* **RECORDS SUPPLIED**
_ _ _ _ _

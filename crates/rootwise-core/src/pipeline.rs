//! Capture → classify → confirm → persist state machine.
//!
//! ```text
//! Idle ──acquire──▶ Captured ──send──▶ Analyzing ──ok──▶ AwaitingMetadata ──submit──▶ Saving ──ok──▶ Completed
//!   ▲                 │  ▲                 │  └──err──┐         │    ▲                   │
//!   └────discard──────┘  └─────────────────┼──────────┘         │    └───────err─────────┘
//!   ▲                                      │                    │
//!   └──────────discard─────────────────────┘                    │
//!   └──────────cancel───────────────────────────────────────────┘
//! ```
//!
//! Failures revert to the interactive stage preceding the failed call, so
//! the capture and classification survive transient errors. Every snapshot
//! is published on a `watch` channel.
//!
//! Network calls run on spawned tasks and settle against the run that
//! issued them. A call whose run was discarded meanwhile has its result
//! dropped on arrival; the request itself is not aborted.

use std::sync::{Arc, Mutex, MutexGuard, PoisonError};

use serde::{Deserialize, Serialize};
use tokio::sync::watch;
use tracing::{debug, Instrument};

use crate::binding::Refresh;
use crate::classify::{ClassificationClient, ClassificationResult};
use crate::context::UserBinding;
use crate::error::CoreError;
use crate::media::{MediaCapture, MediaSource};
use crate::models::PlantRecord;
use crate::obs;
use crate::persistence::PersistenceClient;

/// Pipeline stage.
#[derive(Debug, Clone, Copy, Default, PartialEq, Eq, Hash, Serialize, Deserialize)]
pub enum Stage {
    #[default]
    Idle,
    Captured,
    Analyzing,
    AwaitingMetadata,
    Saving,
    Completed,
}

impl Stage {
    /// An asynchronous call for the current run is outstanding.
    pub fn is_busy(self) -> bool {
        matches!(self, Stage::Analyzing | Stage::Saving)
    }
}

/// User actions driving the pipeline.
#[derive(Debug, Clone, Copy, PartialEq, Eq, Hash, Serialize, Deserialize)]
pub enum Action {
    Acquire,
    Discard,
    Send,
    Cancel,
    Submit,
    Reset,
}

/// Dismissable user-facing message.
#[derive(Debug, Clone, PartialEq, Eq, Serialize, Deserialize)]
pub struct Notice {
    pub title: String,
    pub message: String,
}

impl Notice {
    pub fn new(title: impl Into<String>, message: impl Into<String>) -> Self {
        Self {
            title: title.into(),
            message: message.into(),
        }
    }

    fn for_error(title: &str, err: &CoreError) -> Self {
        let title = match err {
            CoreError::PermissionDenied(_) => "Permission Denied",
            CoreError::Validation(_) | CoreError::Auth(_) => "Error",
            _ => title,
        };
        Self::new(title, err.to_string())
    }
}

/// Observable pipeline state.
#[derive(Debug, Clone, Default, PartialEq, Serialize, Deserialize)]
pub struct PipelineSnapshot {
    /// Incremented each time a capture starts a new run
    pub run_id: u64,
    pub stage: Stage,
    pub capture: Option<MediaCapture>,
    pub classification: Option<ClassificationResult>,
    pub notice: Option<Notice>,
    /// The record saved by a completed run, which holds nothing else
    pub record: Option<PlantRecord>,
}

/// Pipeline errors.
#[derive(Debug, Clone, PartialEq, thiserror::Error)]
pub enum PipelineError {
    /// A call for the current run is outstanding; the action was ignored.
    #[error("{action:?} ignored while {stage:?} is in progress")]
    Busy { stage: Stage, action: Action },

    #[error("{action:?} is not possible in stage {stage:?}")]
    InvalidTransition { stage: Stage, action: Action },

    /// The run was discarded before its call settled.
    #[error("run {run_id} was abandoned")]
    Abandoned { run_id: u64 },

    #[error(transparent)]
    Failed(#[from] CoreError),
}

pub type PipelineResult<T> = std::result::Result<T, PipelineError>;

struct Inner {
    classifier: Arc<dyn ClassificationClient>,
    persistence: PersistenceClient,
    user: Arc<UserBinding>,
    home: Arc<dyn Refresh>,
    state: Mutex<PipelineSnapshot>,
    slot: watch::Sender<PipelineSnapshot>,
}

/// Orchestrates one capture run at a time. Cheap to clone; clones share state.
#[derive(Clone)]
pub struct PipelineController {
    inner: Arc<Inner>,
}

impl PipelineController {
    /// `home` is refreshed each time a run saves a record.
    pub fn new(
        classifier: Arc<dyn ClassificationClient>,
        persistence: PersistenceClient,
        user: Arc<UserBinding>,
        home: Arc<dyn Refresh>,
    ) -> Self {
        let (slot, _) = watch::channel(PipelineSnapshot::default());
        Self {
            inner: Arc::new(Inner {
                classifier,
                persistence,
                user,
                home,
                state: Mutex::new(PipelineSnapshot::default()),
                slot,
            }),
        }
    }

    pub fn snapshot(&self) -> PipelineSnapshot {
        self.inner.lock().clone()
    }

    pub fn stage(&self) -> Stage {
        self.inner.lock().stage
    }

    pub fn subscribe(&self) -> watch::Receiver<PipelineSnapshot> {
        self.inner.slot.subscribe()
    }

    /// Acquire media from `source` and start a run with it.
    ///
    /// User cancellation leaves the pipeline idle and returns `Idle`.
    pub async fn acquire(&self, source: &MediaSource) -> PipelineResult<Stage> {
        self.inner.begin(Action::Acquire, &[Stage::Idle])?;
        match source.acquire().await {
            Ok(Some(capture)) => self.accept_capture(capture),
            Ok(None) => Ok(self.stage()),
            Err(err) => {
                let mut state = self.inner.lock();
                state.notice = Some(Notice::for_error("Error", &err));
                self.inner.publish(&state);
                Err(err.into())
            }
        }
    }

    /// Start a run with an already acquired capture.
    pub fn accept_capture(&self, capture: MediaCapture) -> PipelineResult<Stage> {
        let mut state = self.inner.begin(Action::Acquire, &[Stage::Idle])?;
        let from = state.stage;
        *state = PipelineSnapshot {
            run_id: state.run_id + 1,
            stage: Stage::Captured,
            capture: Some(capture),
            ..PipelineSnapshot::default()
        };
        obs::emit_stage_changed(state.run_id, from, state.stage);
        self.inner.publish(&state);
        Ok(state.stage)
    }

    /// Drop the capture (retake). Also abandons an outstanding classification.
    pub fn discard(&self) -> PipelineResult<Stage> {
        self.inner
            .abandon(Action::Discard, &[Stage::Captured, Stage::Analyzing])
    }

    /// Drop capture and classification before saving.
    pub fn cancel(&self) -> PipelineResult<Stage> {
        self.inner.abandon(Action::Cancel, &[Stage::AwaitingMetadata])
    }

    /// Start a fresh run after completion.
    pub fn reset(&self) -> PipelineResult<Stage> {
        self.inner
            .abandon(Action::Reset, &[Stage::Completed, Stage::Idle])
    }

    pub fn dismiss_notice(&self) {
        let mut state = self.inner.lock();
        if state.notice.take().is_some() {
            self.inner.publish(&state);
        }
    }

    /// Send the capture to the classifier.
    ///
    /// On failure the pipeline returns to `Captured` with the capture kept.
    pub async fn send(&self) -> PipelineResult<Stage> {
        let (run_id, capture) = {
            let mut state = self.inner.begin(Action::Send, &[Stage::Captured])?;
            let capture = state.capture.clone().ok_or(PipelineError::InvalidTransition {
                stage: state.stage,
                action: Action::Send,
            })?;
            state.notice = None;
            self.inner.transition(&mut state, Stage::Analyzing);
            (state.run_id, capture)
        };

        let inner = Arc::clone(&self.inner);
        let task = tokio::spawn(
            async move {
                let result = inner.classifier.classify(&capture).await;
                inner.settle_classification(run_id, result)
            }
            .instrument(obs::pipeline_span(run_id)),
        );
        task.await.map_err(|e| {
            PipelineError::Failed(CoreError::Network(format!("classification task failed: {e}")))
        })?
    }

    /// Save the run under `plant_name`.
    ///
    /// A blank name is rejected without any network call. On failure the
    /// pipeline returns to `AwaitingMetadata` with capture and
    /// classification kept; a blob uploaded for a record that could not be
    /// created is deleted.
    pub async fn submit(&self, plant_name: &str) -> PipelineResult<Stage> {
        let (run_id, owner, capture, classification, plant_name) = {
            let mut state = self.inner.begin(Action::Submit, &[Stage::AwaitingMetadata])?;

            let plant_name = plant_name.trim().to_string();
            if plant_name.is_empty() {
                return Err(self.inner.reject(
                    &mut state,
                    CoreError::Validation("Please enter a plant name".into()),
                ));
            }
            let Some(owner) = self.inner.user.data().flatten() else {
                return Err(self
                    .inner
                    .reject(&mut state, CoreError::Auth("sign in to save plants".into())));
            };
            let (Some(capture), Some(classification)) =
                (state.capture.clone(), state.classification.clone())
            else {
                return Err(PipelineError::InvalidTransition {
                    stage: state.stage,
                    action: Action::Submit,
                });
            };
            state.notice = None;
            self.inner.transition(&mut state, Stage::Saving);
            (state.run_id, owner, capture, classification, plant_name)
        };

        let inner = Arc::clone(&self.inner);
        let task = tokio::spawn(
            async move {
                let result = match inner.persistence.upload_blob(&capture).await {
                    Ok(blob_id) => {
                        let created = inner
                            .persistence
                            .create_record(&owner, &plant_name, &classification, &blob_id)
                            .await;
                        if created.is_err() {
                            // Best effort; the outcome is logged by delete_blob.
                            let _ = inner.persistence.delete_blob(&blob_id).await;
                        }
                        created
                    }
                    Err(err) => Err(err),
                };
                let settled = inner.settle_save(run_id, result);
                if settled.is_ok() {
                    inner.home.refresh().await;
                }
                settled
            }
            .instrument(obs::pipeline_span(run_id)),
        );
        task.await.map_err(|e| {
            PipelineError::Failed(CoreError::Persistence(format!("save task failed: {e}")))
        })?
    }
}

impl std::fmt::Debug for PipelineController {
    fn fmt(&self, f: &mut std::fmt::Formatter<'_>) -> std::fmt::Result {
        f.debug_struct("PipelineController")
            .field("state", &*self.inner.lock())
            .finish()
    }
}

impl Inner {
    fn lock(&self) -> MutexGuard<'_, PipelineSnapshot> {
        self.state.lock().unwrap_or_else(PoisonError::into_inner)
    }

    fn publish(&self, state: &PipelineSnapshot) {
        self.slot.send_replace(state.clone());
    }

    fn transition(&self, state: &mut PipelineSnapshot, to: Stage) {
        obs::emit_stage_changed(state.run_id, state.stage, to);
        state.stage = to;
        self.publish(state);
    }

    /// Lock the state if `action` is allowed in the current stage.
    fn begin(
        &self,
        action: Action,
        allowed: &[Stage],
    ) -> PipelineResult<MutexGuard<'_, PipelineSnapshot>> {
        let state = self.lock();
        if allowed.contains(&state.stage) {
            return Ok(state);
        }
        let stage = state.stage;
        if stage.is_busy() {
            debug!(?stage, ?action, "action ignored while busy");
            Err(PipelineError::Busy { stage, action })
        } else {
            Err(PipelineError::InvalidTransition { stage, action })
        }
    }

    /// Return to `Idle`, dropping everything the run held.
    fn abandon(&self, action: Action, allowed: &[Stage]) -> PipelineResult<Stage> {
        let mut state = self.begin(action, allowed)?;
        let from = state.stage;
        *state = PipelineSnapshot {
            run_id: state.run_id,
            ..PipelineSnapshot::default()
        };
        obs::emit_stage_changed(state.run_id, from, Stage::Idle);
        self.publish(&state);
        Ok(Stage::Idle)
    }

    /// Surface an error without changing stage.
    fn reject(&self, state: &mut PipelineSnapshot, err: CoreError) -> PipelineError {
        state.notice = Some(Notice::for_error("Error", &err));
        self.publish(state);
        err.into()
    }

    /// Take the lock for a settling call, or `None` if its run moved on.
    fn current(&self, run_id: u64, expected: Stage, call: &str) -> Option<MutexGuard<'_, PipelineSnapshot>> {
        let state = self.lock();
        if state.run_id == run_id && state.stage == expected {
            Some(state)
        } else {
            obs::emit_stale_result_discarded(run_id, call);
            None
        }
    }

    fn settle_classification(
        &self,
        run_id: u64,
        result: Result<ClassificationResult, CoreError>,
    ) -> PipelineResult<Stage> {
        let Some(mut state) = self.current(run_id, Stage::Analyzing, "classify") else {
            return Err(PipelineError::Abandoned { run_id });
        };
        match result {
            Ok(classification) => {
                state.classification = Some(classification);
                self.transition(&mut state, Stage::AwaitingMetadata);
                Ok(state.stage)
            }
            Err(err) => {
                state.notice = Some(Notice::for_error("Upload Failed", &err));
                self.transition(&mut state, Stage::Captured);
                Err(err.into())
            }
        }
    }

    fn settle_save(
        &self,
        run_id: u64,
        result: Result<PlantRecord, CoreError>,
    ) -> PipelineResult<Stage> {
        let Some(mut state) = self.current(run_id, Stage::Saving, "save") else {
            return Err(PipelineError::Abandoned { run_id });
        };
        match result {
            Ok(record) => {
                obs::emit_record_saved(run_id, &record.id, &record.blob_id);
                state.capture = None;
                state.classification = None;
                state.record = Some(record);
                self.transition(&mut state, Stage::Completed);
                Ok(state.stage)
            }
            Err(err) => {
                state.notice = Some(Notice::for_error("Saving Failed", &err));
                self.transition(&mut state, Stage::AwaitingMetadata);
                Err(err.into())
            }
        }
    }
}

_ _ _ _ _

* **WHAT YOU WILL DO**
Using the data above, transcribe the lines that run from the line with "use crate::context::UserBinding;" to the line with "pub enum Stage", both ends kept, and output nothing else.

* **RESULT OF THIS EXERCISE**
use crate::context::UserBinding;
use crate::error::CoreError;
use crate::media::{MediaCapture, MediaSource};
use crate::models::PlantRecord;
use crate::obs;
use crate::persistence::PersistenceClient;

/// Pipeline stage.
#[derive(Debug, Clone, Copy, Default, PartialEq, Eq, Hash, Serialize, Deserialize)]
pub enum Stage {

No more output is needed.